Metadata-Version: 2.1
Name: QuaPy
Version: 0.1.6
Summary: QuaPy: a framework for Quantification in Python
Home-page: https://github.com/HLT-ISTI/QuaPy
Maintainer: Alejandro Moreo
Maintainer-email: alejandro.moreo@isti.cnr.it
License: UNKNOWN
Project-URL: Contributors, https://github.com/HLT-ISTI/QuaPy/graphs/contributors
Project-URL: Bug Reports, https://github.com/HLT-ISTI/QuaPy/issues
Project-URL: Documentation, https://github.com/HLT-ISTI/QuaPy/wiki
Project-URL: Source, https://github.com/HLT-ISTI/QuaPy/
Description: # QuaPy
        
        QuaPy is an open source framework for Quantification (a.k.a.
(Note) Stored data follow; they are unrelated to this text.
//! Weak-label regression for prefscore items.
//!
//! The crate turns a dataset of [`Item`](prefscore_core::Item)s, of which
//! only a few carry a rule-derived weak label, into a `0..=100` score for
//! every item:
//!
//! 1. **Label extraction** with [`LabelExtractor`](prefscore_core::LabelExtractor).
//! 2. **Vectorisation** of the feature text with a [`TfidfVectorizer`]
//!    fitted once over the whole corpus.
//! 3. **Training** a [`RidgeModel`] on the labelled rows only.
//! 4. **Prediction** for every row, clipped and rounded by [`round_score`].
//!
//! [`ScoringPipeline`] sequences the stages and fails fast with
//! [`ScoringError::EmptyDataset`] or [`ScoringError::NoTrainingData`]
//! without producing partial output.
//!
//! # Examples
//!
//! ```
//! use prefscore_core::{Item, ScorerConfig};
//! use prefscore_scorer::score_items;
//!
//! # fn main() -> Result<(), prefscore_scorer::ScoringError> {
//! let items = vec![
//!     Item::new("best/超绝/a.png", "sunset beach"),
//!     Item::new("best/超绝/b.png", "sunset beach"),
//!     Item::new("inbox/c.png", "office memo"),
//! ];
//! let report = score_items(items, &ScorerConfig::default())?;
//! assert_eq!(report.training_rows, 2);
//! assert_eq!(report.items[0].predicted_score, 95);
//! # Ok(())
//! # }
//! ```

#![forbid(unsafe_code)]

mod error;
mod matrix;
mod pipeline;
mod predict;
mod ridge;
mod vectorizer;

pub use error::ScoringError;
pub use matrix::{FeatureMatrix, SparseRow};
pub use pipeline::{ScoringPipeline, ScoringReport, score_items};
pub use predict::{predict, round_score};
pub use ridge::{DIRECT_SOLVE_LIMIT, RidgeModel, RidgeTrainer, train};
pub use vectorizer::{TfidfVectorizer, Vocabulary, tokenize, vectorize};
Supervised Prevalence Estimation)
        written in Python.
        
        QuaPy roots on the concept of data sample, and provides implementations of
        most important concepts in quantification literature, such as the most important 
        quantification baselines, many advanced quantification methods, 
        quantification-oriented model selection, many evaluation measures and protocols
        used for evaluating quantification methods.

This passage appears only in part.